マルチは極めているセリオの両脚に力をかけ、股裂きをかける。
そして

ズドォォォォォン!!!!

轟音が会場中に響いた・・・
セリオはマットに沈んでいる。

「セリオォォォ!!!??」
真部がセリオに向かって叫ぶ。

「終わった・・・マルチバスターは有無を言わさず相手を
 戦闘不能にする技だ。あれをくらって立ち上がってこれる者など・・・」

「く・・ぐぅ・・・」
しかし、セリオは立ち上がってこようとしていた。
が、ダウン。
やはり相当のダメージを受けている。

「セリオさん・・・もう、もう立ち上がらないで!!」
マルチがセリオに言う。
「・・・それは・・・命令違反になります・・・」
セリオは淡々とした口調で言う。
いや、本当は淡々と話せる状況ではないはずだ。
 先程のマルチとの対戦でHM−13からHMX−13への
機能に移り変わったセリオは、前のように痛みを伴わない身体から、
HMX−13だった当時のように痛覚を感じる事のできる身体になっていた。
マルチバスターによって受けたダメージが激痛となってセリオに襲いかかる。
HMX−13になり、能力が向上したのはセリオにとって良かったが、
痛覚を持ってしまった事は災いしたようだ。

セリオは必死に立ち上がろうとするが、身体中がボロボロになるほどの
マルチバスターの衝撃で、身体は既に限界に達しているはずだ。

遂にセリオはマットに倒れた。

「勝者!HMX−12マルチ!!」
レフェリーが判定を下した。

「馬鹿なぁ!!?セリオが・・・セリオがマルチに劣るはずは・・・!!」
「確かに性能や力はセリオの方が上かもしれない。だが、マルチにはセリオには
 ない物を持っていたんだよ。

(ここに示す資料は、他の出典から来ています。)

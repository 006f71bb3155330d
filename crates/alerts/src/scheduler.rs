use std::sync::atomic::{AtomicBool, Ordering};
use std::sync::Arc;
use std::time::Duration;

use chrono::Utc;
use serde::Serialize;
use tokio::sync::{broadcast, watch, RwLock};
use tokio::task::JoinHandle;
use tokio::time::MissedTickBehavior;
use tracing::{debug, error, info, warn};

use common::{
    Alert, AlertNotification, AlertPatch, AlertStore, AlertType, MarketDataProvider,
    MarketSnapshot, Notifier, Result, UserDirectory,
};

use crate::evaluator::AlertEvaluator;

/// Capacity of the triggered-alert broadcast channel. Slow subscribers
/// lag and miss events rather than block the scheduler.
const EVENT_CHANNEL_CAPACITY: usize = 256;

/// Counters for one completed evaluation cycle.
#[derive(Debug, Clone, Copy, Default, PartialEq, Eq, Serialize)]
pub struct CycleReport {
    /// Untriggered alerts considered.
    pub checked: usize,
    pub triggered: usize,
    /// Alerts with no market data this cycle.
    pub skipped: usize,
    /// Alerts whose check failed with an error.
    pub failed: usize,
}

#[derive(Debug, Clone, Copy, PartialEq, Eq, Serialize)]
#[serde(tag = "status", rename_all = "lowercase")]
pub enum CycleOutcome {
    Completed(CycleReport),
    /// Another cycle was still running.
    Skipped,
}

enum AlertCheck {
    Triggered,
    NotMet,
    NoData,
}

struct Dependencies {
    store: Arc<dyn AlertStore>,
    market: Arc<dyn MarketDataProvider>,
    users: Arc<dyn UserDirectory>,
    notifier: Arc<dyn Notifier>,
    evaluator: AlertEvaluator,
    events: broadcast::Sender<Alert>,
    cycle_in_progress: AtomicBool,
}

struct Running {
    shutdown: watch::Sender<bool>,
    handle: JoinHandle<()>,
}

/// Periodically evaluates every untriggered alert and fires the ones whose
/// condition holds.
///
/// At most one timer task exists at a time, and cycles never overlap: a
/// cycle requested while another is in progress is skipped.
pub struct AlertScheduler {
    deps: Arc<Dependencies>,
    interval: Duration,
    task: RwLock<Option<Running>>,
}

/// Clears the in-progress flag however the cycle ends.
struct CycleGuard<'a>(&'a AtomicBool);

impl Drop for CycleGuard<'_> {
    fn drop(&mut self) {
        self.0.store(false, Ordering::Release);
    }
}

impl AlertScheduler {
    pub fn new(
        store: Arc<dyn AlertStore>,
        market: Arc<dyn MarketDataProvider>,
        users: Arc<dyn UserDirectory>,
        notifier: Arc<dyn Notifier>,
        evaluator: AlertEvaluator,
        interval: Duration,
    ) -> Self {
        let (events, _) = broadcast::channel(EVENT_CHANNEL_CAPACITY);
        Self {
            deps: Arc::new(Dependencies {
                store,
                market,
                users,
                notifier,
                evaluator,
                events,
                cycle_in_progress: AtomicBool::new(false),
            }),
            interval,
            task: RwLock::new(None),
        }
    }

    pub fn interval(&self) -> Duration {
        self.interval
    }

    /// Receive every alert as it triggers.
    pub fn subscribe(&self) -> broadcast::Receiver<Alert> {
        self.deps.events.subscribe()
    }

    /// Start ticking every `interval`. A previously started timer is stopped
    /// first. The first cycle runs one interval after start.
    pub async fn start(&self) {
        let mut task = self.task.write().await;
        if let Some(previous) = task.take() {
            let _ = previous.shutdown.send(true);
            debug!("AlertScheduler: replacing previous timer");
        }

        let (shutdown_tx, mut shutdown_rx) = watch::channel(false);
        let deps = self.deps.clone();
        let interval = self.interval;

        let handle = tokio::spawn(async move {
            let mut ticker = tokio::time::interval(interval);
            ticker.set_missed_tick_behavior(MissedTickBehavior::Skip);
            // interval() completes its first tick immediately
            ticker.tick().await;

            loop {
                tokio::select! {
                    _ = ticker.tick() => {
                        if let CycleOutcome::Skipped = deps.run_cycle().await {
                            warn!("AlertScheduler: previous cycle still running, tick skipped");
                        }
                    }
                    _ = shutdown_rx.changed() => break,
                }
            }
            debug!("AlertScheduler: timer task exited");
        });

        *task = Some(Running {
            shutdown: shutdown_tx,
            handle,
        });
        info!(interval_secs = interval.as_secs_f64(), "AlertScheduler: started");
    }

    /// Stop the timer. A cycle already in progress runs to completion.
    /// Calling `stop` on a stopped scheduler does nothing.
    pub async fn stop(&self) {
        if let Some(running) = self.task.write().await.take() {
            let _ = running.shutdown.send(true);
            info!("AlertScheduler: stopped");
        }
    }

    pub async fn is_running(&self) -> bool {
        self.task
            .read()
            .await
            .as_ref()
            .is_some_and(|r| !r.handle.is_finished())
    }

    /// Run one evaluation cycle now.
    pub async fn run_cycle(&self) -> CycleOutcome {
        self.deps.run_cycle().await
    }
}

impl Dependencies {
    async fn run_cycle(&self) -> CycleOutcome {
        if self
            .cycle_in_progress
            .compare_exchange(false, true, Ordering::AcqRel, Ordering::Acquire)
            .is_err()
        {
            return CycleOutcome::Skipped;
        }
        let _guard = CycleGuard(&self.cycle_in_progress);

        let alerts = match self.store.list().await {
            Ok(alerts) => alerts,
            Err(e) => {
                error!(error = %e, "AlertScheduler: failed to list alerts");
                return CycleOutcome::Completed(CycleReport::default());
            }
        };

        let mut report = CycleReport::default();
        for alert in alerts.into_iter().filter(|a| !a.triggered) {
            report.checked += 1;
            match self.check_alert(&alert).await {
                Ok(AlertCheck::Triggered) => report.triggered += 1,
                Ok(AlertCheck::NotMet) => {}
                Ok(AlertCheck::NoData) => report.skipped += 1,
                Err(e) => {
                    report.failed += 1;
                    error!(
                        alert_id = %alert.id,
                        symbol = %alert.symbol,
                        error = %e,
                        "AlertScheduler: alert check failed"
                    );
                }
            }
        }

        info!(
            checked = report.checked,
            triggered = report.triggered,
            skipped = report.skipped,
            failed = report.failed,
            "AlertScheduler: cycle complete"
        );
        CycleOutcome::Completed(report)
    }

    async fn check_alert(&self, alert: &Alert) -> Result<AlertCheck> {
        let Some(snapshot) = self.market.latest_snapshot(&alert.symbol).await? else {
            debug!(alert_id = %alert.id, symbol = %alert.symbol, "No market data, skipping");
            return Ok(AlertCheck::NoData);
        };

        let history = match alert.alert_type {
            AlertType::Technical => self.market.series(&alert.symbol).await?,
            AlertType::Price | AlertType::Volume => Vec::new(),
        };

        if !self.evaluator.evaluate(alert, &snapshot, &history) {
            return Ok(AlertCheck::NotMet);
        }

        let triggered = self
            .store
            .update(&alert.id, AlertPatch::trigger(Utc::now()))
            .await?;
        info!(
            alert_id = %triggered.id,
            user_id = %triggered.user_id,
            symbol = %triggered.symbol,
            condition = %triggered.condition,
            value = triggered.value,
            price = snapshot.price,
            "Alert triggered"
        );

        self.dispatch_notification(&triggered, &snapshot).await;
        // No subscribers is fine
        let _ = self.events.send(triggered);
        Ok(AlertCheck::Triggered)
    }

    async fn dispatch_notification(&self, alert: &Alert, snapshot: &MarketSnapshot) {
        let email = match self.users.email_for(&alert.user_id).await {
            Ok(Some(email)) => email,
            Ok(None) => {
                debug!(user_id = %alert.user_id, "No email on file, notification not sent");
                return;
            }
            Err(e) => {
                warn!(user_id = %alert.user_id, error = %e, "User lookup failed, notification not sent");
                return;
            }
        };

        let notification = AlertNotification {
            email,
            alert: alert.clone(),
            price: snapshot.price,
            change: snapshot.change,
            change_percent: snapshot.change_percent,
        };
        if let Err(e) = self.notifier.notify(&notification).await {
            warn!(alert_id = %alert.id, error = %e, "Failed to send alert notification");
        }
    }
}
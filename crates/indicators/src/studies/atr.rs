/// Average True Range with Wilder smoothing.
///
/// True range = max(high − low, |high − prev close|, |low − prev close|).
/// The first ATR is the mean of the first `period` true ranges.
#[derive(Debug, Clone)]
pub struct AtrIndicator {
    pub period: usize,
}

impl AtrIndicator {
    pub fn new(period: usize) -> Self {
        Self { period }
    }

    /// Latest ATR. Needs `period + 1` bars; slices must share a length.
    pub fn compute(&self, highs: &[f64], lows: &[f64], closes: &[f64]) -> Option<f64> {
        let n = closes.len();
        if self.period == 0 || highs.len() != n || lows.len() != n || n <= self.period {
            return None;
        }

        let true_ranges: Vec<f64> = (1..n)
            .map(|i| {
                let prev_close = closes[i - 1];
                (highs[i] - lows[i])
                    .max((highs[i] - prev_close).abs())
                    .max((lows[i] - prev_close).abs())
            })
            .collect();

        let p = self.period as f64;
        let mut atr = true_ranges[..self.period].iter().sum::<f64>() / p;
        for &tr in &true_ranges[self.period..] {
            atr = (atr * (p - 1.0) + tr) / p;
        }
        Some(atr)
    }
}
pub mod expr;
pub mod metrics;
pub mod rules;
pub mod simulator;
pub mod strategy;

pub use metrics::BacktestMetrics;
pub use rules::{Average, BarContext, CompiledRule, Rule, Side};
pub use simulator::{Backtest, BacktestResult, EquityPoint, SimulatedTrade, TradeStatus};
pub use strategy::{builtin, Strategy, StrategyDefinition, StrategyFile, StrategyLibrary};
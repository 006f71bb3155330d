use tracing::debug;

use common::{Alert, AlertCondition, AlertType, Bar, IndicatorConfig, MarketSnapshot};
use indicators::{IndicatorCalculator, PriceSeries};

/// Absolute tolerance for `EQUALS` conditions.
pub const EQUALS_TOLERANCE: f64 = 0.01;

/// Decides whether an alert's condition holds against current market data.
///
/// Never fails: missing or insufficient data reads as "not met" and the
/// alert is simply checked again on the next cycle.
pub struct AlertEvaluator {
    calculator: IndicatorCalculator,
}

impl AlertEvaluator {
    pub fn new(calculator: IndicatorCalculator) -> Self {
        Self { calculator }
    }

    pub fn calculator(&self) -> &IndicatorCalculator {
        &self.calculator
    }

    /// `history` is only read by technical alerts and may be empty otherwise.
    pub fn evaluate(&self, alert: &Alert, snapshot: &MarketSnapshot, history: &[Bar]) -> bool {
        if alert.triggered {
            return false;
        }
        match alert.alert_type {
            AlertType::Price => compare(alert.condition, snapshot.price, alert.value),
            AlertType::Volume => self.evaluate_volume(alert, snapshot),
            AlertType::Technical => self.evaluate_technical(alert, history),
        }
    }

    /// Volume against `value × average volume`. Without a known average the
    /// current volume stands in, so the threshold becomes a multiple of the
    /// volume being tested.
    fn evaluate_volume(&self, alert: &Alert, snapshot: &MarketSnapshot) -> bool {
        let average_volume = snapshot.average_volume.unwrap_or(snapshot.volume);
        compare(alert.condition, snapshot.volume, average_volume * alert.value)
    }

    fn evaluate_technical(&self, alert: &Alert, history: &[Bar]) -> bool {
        if history.is_empty() {
            debug!(alert_id = %alert.id, symbol = %alert.symbol, "No history, technical alert not evaluated");
            return false;
        }

        let config = alert
            .indicator
            .clone()
            .unwrap_or_else(|| IndicatorConfig::sma(14));
        let series = PriceSeries::from_bars(history);
        let Some(result) = self.calculator.calculate(&series, &config) else {
            debug!(
                alert_id = %alert.id,
                indicator = %config.kind,
                bars = history.len(),
                "Insufficient history for indicator"
            );
            return false;
        };

        let threshold = alert.value;
        match alert.condition {
            AlertCondition::CrossesAbove => {
                result.value > threshold && result.signal.is_some_and(|s| s <= threshold)
            }
            AlertCondition::CrossesBelow => {
                result.value < threshold && result.signal.is_some_and(|s| s >= threshold)
            }
            condition => compare(condition, result.value, threshold),
        }
    }
}

impl Default for AlertEvaluator {
    fn default() -> Self {
        Self::new(IndicatorCalculator::default())
    }
}

/// Level comparison. Crossing conditions need a second line and never match here.
fn compare(condition: AlertCondition, observed: f64, threshold: f64) -> bool {
    match condition {
        AlertCondition::Above => observed > threshold,
        AlertCondition::Below => observed < threshold,
        AlertCondition::Equals => (observed - threshold).abs() < EQUALS_TOLERANCE,
        AlertCondition::CrossesAbove | AlertCondition::CrossesBelow => false,
    }
}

」
「それが情動機能とでも言いたいのか!!?」
「違うよ」

「大切な人への想いさ・・・」

長瀬はそう言うとマルチの元へと駆け寄った。

「勝った・・・私、私勝ちましたあ!!」
マルチは自分が勝利した事を改めて実感した。
「あ・・・あれ・・・?」
と、同時に緊張感が抜けたのか、マルチの身体がぐらりと倒れる。
「あ、あわわ〜・・・」

ぽふっ!

そんなマルチを支えたのは

「よく頑張ったな、マルチ!」

闘いの間ずっと支えてくれたのは

「あ・・・」
「これはご褒美だ!」
なでなで
「・・・浩之さん・・・」
「よくやったなマルチ!!」

「はい!!浩之さん!!」
マルチは浩之の胸に飛び込んだ。


「セリオ、立てるかい?」
「長瀬・・・主任・・・?」
セリオは辺りをキョロキョロと見回す。
そして声の主が長瀬だとわかるとセリオの表情は暗くなった。
「真部の奴は何処かに行っちまったよ。まったく薄情な奴だ、
 自分の娘をほっといて行っちまうんだから。」
長瀬は憤慨しながら言う。
「私は負けました・・・この大会は負けたチームのメイドロボは
 廃棄処分でしたね。つまり私は・・・」
「それなんだがセリオ。」
「?」
「私の力では上司の言うその提案はどうする事も出来ない。
 まあ、自分のメイドロボ案が認められるのは嬉しい事だけど・・・」
「・・・・・・」
「だから・・・私のところに来ないかい?セリオ」
「え・・・?」
「あ、ちゃんと真部の奴から許可はもらったからね。『あんなクソロボット
 どうにでもしろ!!』、だそうだ。アイツもひどい奴だよ。」
「・・・・・・」
「君のマスターは今日から私ということになる。」
「それは・・・命令ですか?」
「命令なんかじゃない。僕はできることなら君の意思で来て欲しいが・・・」

「わかりました。よろしくお願いします。長瀬主任。」
セリオはそう言って微笑んだ。
マルチと闘ったときの恐ろしい微笑ではなく、優しい微笑だった。
「うん。君にはやはりその笑い方が似合うよ。」
「ありがとうございます。長瀬主任。」



「ふ〜ん・・・56万パワーで97万パワーあるセリオちゃんを
 倒した選手、か・・・これは面白い事になりそう。」
その試合を観戦していた観客の一人に赤毛の少女がいた。
彼女の名は神岸あかり。現在最強の東鳩超人と呼ばれる少女である。

「今度の東鳩超人選手権のためにセリオちゃんの情報集めにきていたけど、
 これは面白いお土産が手に入ったよ。」
あかりはにこにこしながら言う。
 あかりは今度の東鳩超人選手権では、最大のライバルはセリオだと思っていた。
計算され尽くした攻撃、華麗なまでのコンビネーション、そして97万を誇る
セリオの超人強度・・・どれをとっても自分の強敵となりうる。
 特に超人強度はかなり高いほうだ。97万を超える超人強度を持つ者は
この日本には存在しないであろう。

超人強度100万パワーを誇るあかりを除いては・・・

「マルチちゃん、か・・・ふふふ、今から楽しみだよ・・・選手権が」
あかりはそう言うと会場を後にした。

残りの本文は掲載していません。